Sentenza Sentenza Cassazione Civile n. 25964 del 24/09/2021

Cassazione civile sez. VI, 24/09/2021, (ud. 05/03/2021, dep. 24/09/2021), n.25964

LA CORTE SUPREMA DI CASSAZIONE

SEZIONE SESTA CIVILE

SOTTOSEZIONE 2

Composta dagli Ill.mi Sigg.ri Magistrati:

Dott. LOMBARDO Luigi Giovanni – Presidente –

Dott. FALASCHI Milena – rel. Consigliere –

Dott. TEDESCO Giuseppe – Consigliere –

Dott. GIANNACCARI Rossana – Consigliere –

Dott. CRISCUOLO Mauro – Consigliere –

ha pronunciato la seguente:

ORDINANZA

sul ricorso 33476-2019 proposto da:

R.L., elettivamente domiciliato in ROMA, PIAZZA CAVOUR

presso la CANCELLERIA della CORTE di CASSAZIONE, rappresentato e

difeso dall’avvocato DEFILIPPI CLAUDIO;

– ricorrente –

contro

MINISTERO DELL’ECONOMIA E DELLE FINANZE 80415740580;

– intimato –

avverso il decreto n. 27/2019 della CORTE D’APPELLO di L’AQUILA,

depositato il 04/04/2019;

udita la relazione della causa svolta nella camera di consiglio non

partecipata del 05/03/2021 dal Consigliere Relatore Dott. FALASCHI

MILENA.

 

Fatto

FATTI DI CAUSA E RAGIONI DELLA DECISIONE

La Corte di appello di L’Aquila, con decreto n. 27/2019, in parziale accoglimento dell’opposizione proposta da R.L. L. n. 89 del 2001, ex art. 5-ter avverso il provvedimento che aveva dichiarato l’inammissibilità della domanda citata L., ex art. 2-bis, riconosceva l’indennizzo in Euro 4.500,00, determinandolo in Euro 500,00 per ciascuno dei nove anni di durata irragionevole del processo presupposto, liquidando le spese di lite in favore del difensore dell’opponente.

Avverso il decreto della Corte di appello di L’Aquila propone ricorso per cassazione il R., fondato su due motivi, formulato il secondo in via subordinata.

Il Ministero dell’economia e delle finanzi è rimasto intimato.

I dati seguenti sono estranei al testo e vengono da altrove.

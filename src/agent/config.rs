//! The `agent` section of `margarita.yaml`.
//!
//! ```yaml
//! agent:
//!   command: "my-agent --prompt {prompt_file} --tools {tools}"
//!   timeout_seconds: 300
//!   environment:
//!     AGENT_MODE: "batch"
//! ```
//!
//! # Placeholders
//!
//! - `{prompt_file}` - Absolute path to the file holding the run's prompt
//! - `{turn}` - Turn number of the run, starting at 0
//! - `{tools}` - Registered tool names, comma-separated

use serde::{Deserialize, Serialize};
use std::collections::BTreeMap;
use std::time::Duration;

/// Default timeout for one agent run in seconds.
pub const DEFAULT_TIMEOUT_SECONDS: u64 = 600;

/// How to invoke the external agent for `@effect run`.
#[derive(Debug, Clone, PartialEq, Eq, Serialize, Deserialize)]
#[serde(default)]
pub struct AgentConfig {
    /// Command template. Empty means no agent is configured.
    pub command: String,

    pub timeout_seconds: u64,

    /// Extra environment variables for the agent process.
    #[serde(skip_serializing_if = "BTreeMap::is_empty")]
    pub environment: BTreeMap<String, String>,
}

impl Default for AgentConfig {
    fn default() -> Self {
        Self {
            command: String::new(),
            timeout_seconds: DEFAULT_TIMEOUT_SECONDS,
            environment: BTreeMap::new(),
        }
    }
}

impl AgentConfig {
    pub fn new(command: impl Into<String>) -> Self {
        Self {
            command: command.into(),
            ..Self::default()
        }
    }

    pub fn is_configured(&self) -> bool {
        !self.command.trim().is_empty()
    }

    pub fn timeout(&self) -> Duration {
        Duration::from_secs(self.timeout_seconds)
    }
}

Su proposta del relatore, che riteneva che il ricorso potesse essere dichiarato manifestamente infondato, con la conseguente definibilità nelle forme di cui all’art. 380 bis c.p.c., in relazione all’art. 375 c.p.c., comma 1, n. 5), il presidente ha fissato l’adunanza della camera di consiglio.

Atteso che:

– va preliminarmente rilevato che dovendo essere il ricorso disatteso per le ragioni di cui in prosieguo, la Corte è esentata dal valutare le questioni processuali in ordine alla regolarizzazione del contraddittorio, ovvero altre relative all’esercizio di facoltà defensionali da parte degli intimati o intimandi, dovendo farsi applicazione del principio della “ragione più liquida”, in base al quale – quand’anche dei relativi adempimenti sussistesse effettiva necessità – la loro effettuazione pur nell’ininfluenza sull’esito del giudizio sarebbe lesiva del principio della ragionevole durata del processo (v. Cass. sez. U. n. 26373 del 2008; Cass. sez. U. n. 6826 del 2010; Cass. n. 2723 del 2010; Cass. n. 15106 del 2013; Cass. sez. U. n. 23542 del 2015);

– passando all’esame del primo motivo, il ricorrente lamenta, ex art. 360 c.p.c., n. 3, la violazione e la falsa applicazione della L. n. 89 del 2001, artt. 2 e 2-bis e degli artt. 6 e 13 CEDU, nonché dell’art. 111 Cost. ritenendo non corretta la quantificazione dell’ammontare dell’indennizzo riconosciuto alla luce dei parametri della giurisprudenza CEDU e di legittimità.

La censura circa la violazione dei criteri CEDU per la liquidazione dell’indennizzo, determinato l’ammontare in Euro 500,00 per ogni anno di ritardo, è infondata essendo precluso alla Corte di cassazione sindacare la concreta determinazione del “quantum” dell’indennizzo operata dal giudice di merito, trattandosi di valutazione di fatto, nella specie comunque compreso tra il minimo ed il massimo prevista dalla legge (Cass. n. 14521 del 2019).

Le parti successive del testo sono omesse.